[[ Information given open ]]

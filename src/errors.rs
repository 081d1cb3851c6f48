// Copyright (c) 2025, The Ruskit Authors
// MIT License
// All rights reserved.

//! # Error Types for the Artemis Binder
//!
//! `BinderError` is the error surfaced by provisioning, naming, routing and
//! consumer endpoint operations. Failures reported by the underlying broker
//! client are described by `SessionError` and carried as the source of the
//! provisioning variants, so the offending address or queue name is always
//! part of the message.

use thiserror::Error;

/// Failure reported by the broker client while talking to the broker.
#[derive(Error, Debug, Clone, PartialEq, Eq)]
pub enum SessionError {
    /// The connection to the broker could not be established or was lost
    #[error("failure to connect `{0}`")]
    Connection(String),

    /// A session could not be created, started or stopped
    #[error("session failure `{0}`")]
    Session(String),

    /// A core operation (query, create) was rejected by the broker
    #[error("broker operation failure `{0}`")]
    Operation(String),

    /// A management request did not complete
    #[error("management request failure `{0}`")]
    Management(String),

    /// A management reply could not be decoded
    #[error("invalid management reply `{0}`")]
    InvalidReply(String),
}

/// Errors produced by the binder.
///
/// Provisioning variants always name the address and/or queue involved and
/// wrap the transport cause. Argument and usage variants fail fast, before any
/// broker interaction happens.
#[derive(Error, Debug, Clone, PartialEq, Eq)]
pub enum BinderError {
    /// Address query or creation failed
    #[error("failed to create address '{address}'")]
    CreateAddress {
        address: String,
        #[source]
        source: SessionError,
    },

    /// Queue query or creation failed
    #[error("failed to create queue '{queue}' with address '{address}'")]
    CreateQueue {
        queue: String,
        address: String,
        #[source]
        source: SessionError,
    },

    /// The queue is already bound to another address; it is never rebound
    #[error(
        "failed to create queue '{queue}' with address '{address}'. Queue already exists under another address '{existing}'"
    )]
    QueueAddressConflict {
        queue: String,
        address: String,
        existing: String,
    },

    /// Reading or writing the address settings through the management address failed
    #[error("failed to update address '{address}' settings")]
    UpdateAddressSettings {
        address: String,
        #[source]
        source: SessionError,
    },

    /// The operation succeeded but the broker session could not be closed
    #[error("failure to close broker session")]
    SessionClose(#[source] SessionError),

    /// A required argument was missing or had an unsupported shape
    #[error("invalid argument: {0}")]
    InvalidArgument(String),

    /// `name` was requested from a partitioned destination
    #[error("partitioned destination has no single name, use the partition name instead")]
    PartitionedName,

    /// `name_for_partition` was requested from an unpartitioned destination
    #[error("unpartitioned destination has no partition names")]
    UnpartitionedName,

    /// The partition index is outside of the provisioned range
    #[error("invalid partition `{partition}`, destination has {count} partitions")]
    InvalidPartition { partition: i64, count: usize },

    /// Sending a message to the broker failed
    #[error("failure to publish to `{destination}`")]
    Publishing {
        destination: String,
        #[source]
        source: SessionError,
    },

    /// The consumer endpoint could not be started
    #[error("failure to consume message `{0}`")]
    Consumer(String),
}

impl BinderError {
    /// Returns true for failures raised while provisioning broker artifacts.
    pub fn is_provisioning(&self) -> bool {
        matches!(
            self,
            BinderError::CreateAddress { .. }
                | BinderError::CreateQueue { .. }
                | BinderError::QueueAddressConflict { .. }
                | BinderError::UpdateAddressSettings { .. }
                | BinderError::SessionClose(_)
        )
    }
}

/// Error type returned by application handlers and error channels.
pub type HandlerError = Box<dyn std::error::Error + Send + Sync>;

[[ Information given closed ]]

**Action item:**
Each entry must appear in the reply exactly as written.

**Solution for this exercise:**
filename src/errors.rs
repository 081d1cb3851c6f48
// Copyright (c) 2025, The Ruskit Authors
// MIT License
// All rights reserved.

//! # Error Types for the Artemis Binder
//!
//! `BinderError` is the error surfaced by provisioning, naming, routing and
//! consumer endpoint operations. Failures reported by the underlying broker
//! client are described by `SessionError` and carried as the source of the
//! provisioning variants, so the offending address or queue name is always
//! part of the message.

use thiserror::Error;

/// Failure reported by the broker client while talking to the broker.
#[derive(Error, Debug, Clone, PartialEq, Eq)]
pub enum SessionError {
    /// The connection to the broker could not be established or was lost
    #[error("failure to connect `{0}`")]
    Connection(String),

    /// A session could not be created, started or stopped
    #[error("session failure `{0}`")]
    Session(String),

    /// A core operation (query, create) was rejected by the broker
    #[error("broker operation failure `{0}`")]
    Operation(String),

    /// A management request did not complete
    #[error("management request failure `{0}`")]
    Management(String),

    /// A management reply could not be decoded
    #[error("invalid management reply `{0}`")]
    InvalidReply(String),
}

/// Errors produced by the binder.
///
/// Provisioning variants always name the address and/or queue involved and
/// wrap the transport cause. Argument and usage variants fail fast, before any
/// broker interaction happens.
#[derive(Error, Debug, Clone, PartialEq, Eq)]
pub enum BinderError {
    /// Address query or creation failed
    #[error("failed to create address '{address}'")]
    CreateAddress {
        address: String,
        #[source]
        source: SessionError,
    },

    /// Queue query or creation failed
    #[error("failed to create queue '{queue}' with address '{address}'")]
    CreateQueue {
        queue: String,
        address: String,
        #[source]
        source: SessionError,
    },

    /// The queue is already bound to another address; it is never rebound
    #[error(
        "failed to create queue '{queue}' with address '{address}'. Queue already exists under another address '{existing}'"
    )]
    QueueAddressConflict {
        queue: String,
        address: String,
        existing: String,
    },

    /// Reading or writing the address settings through the management address failed
    #[error("failed to update address '{address}' settings")]
    UpdateAddressSettings {
        address: String,
        #[source]
        source: SessionError,
    },

    /// The operation succeeded but the broker session could not be closed
    #[error("failure to close broker session")]
    SessionClose(#[source] SessionError),

    /// A required argument was missing or had an unsupported shape
    #[error("invalid argument: {0}")]
    InvalidArgument(String),

    /// `name` was requested from a partitioned destination
    #[error("partitioned destination has no single name, use the partition name instead")]
    PartitionedName,

    /// `name_for_partition` was requested from an unpartitioned destination
    #[error("unpartitioned destination has no partition names")]
    UnpartitionedName,

    /// The partition index is outside of the provisioned range
    #[error("invalid partition `{partition}`, destination has {count} partitions")]
    InvalidPartition { partition: i64, count: usize },

    /// Sending a message to the broker failed
    #[error("failure to publish to `{destination}`")]
    Publishing {
        destination: String,
        #[source]
        source: SessionError,
    },

    /// The consumer endpoint could not be started
    #[error("failure to consume message `{0}`")]
    Consumer(String),
}

impl BinderError {
    /// Returns true for failures raised while provisioning broker artifacts.
    pub fn is_provisioning(&self) -> bool {
        matches!(
            self,
            BinderError::CreateAddress { .. }
                | BinderError::CreateQueue { .. }
                | BinderError::QueueAddressConflict { .. }
                | BinderError::UpdateAddressSettings { .. }
                | BinderError::SessionClose(_)
        )
    }
}

/// Error type returned by application handlers and error channels.
pub type HandlerError = Box<dyn std::error::Error + Send + Sync>;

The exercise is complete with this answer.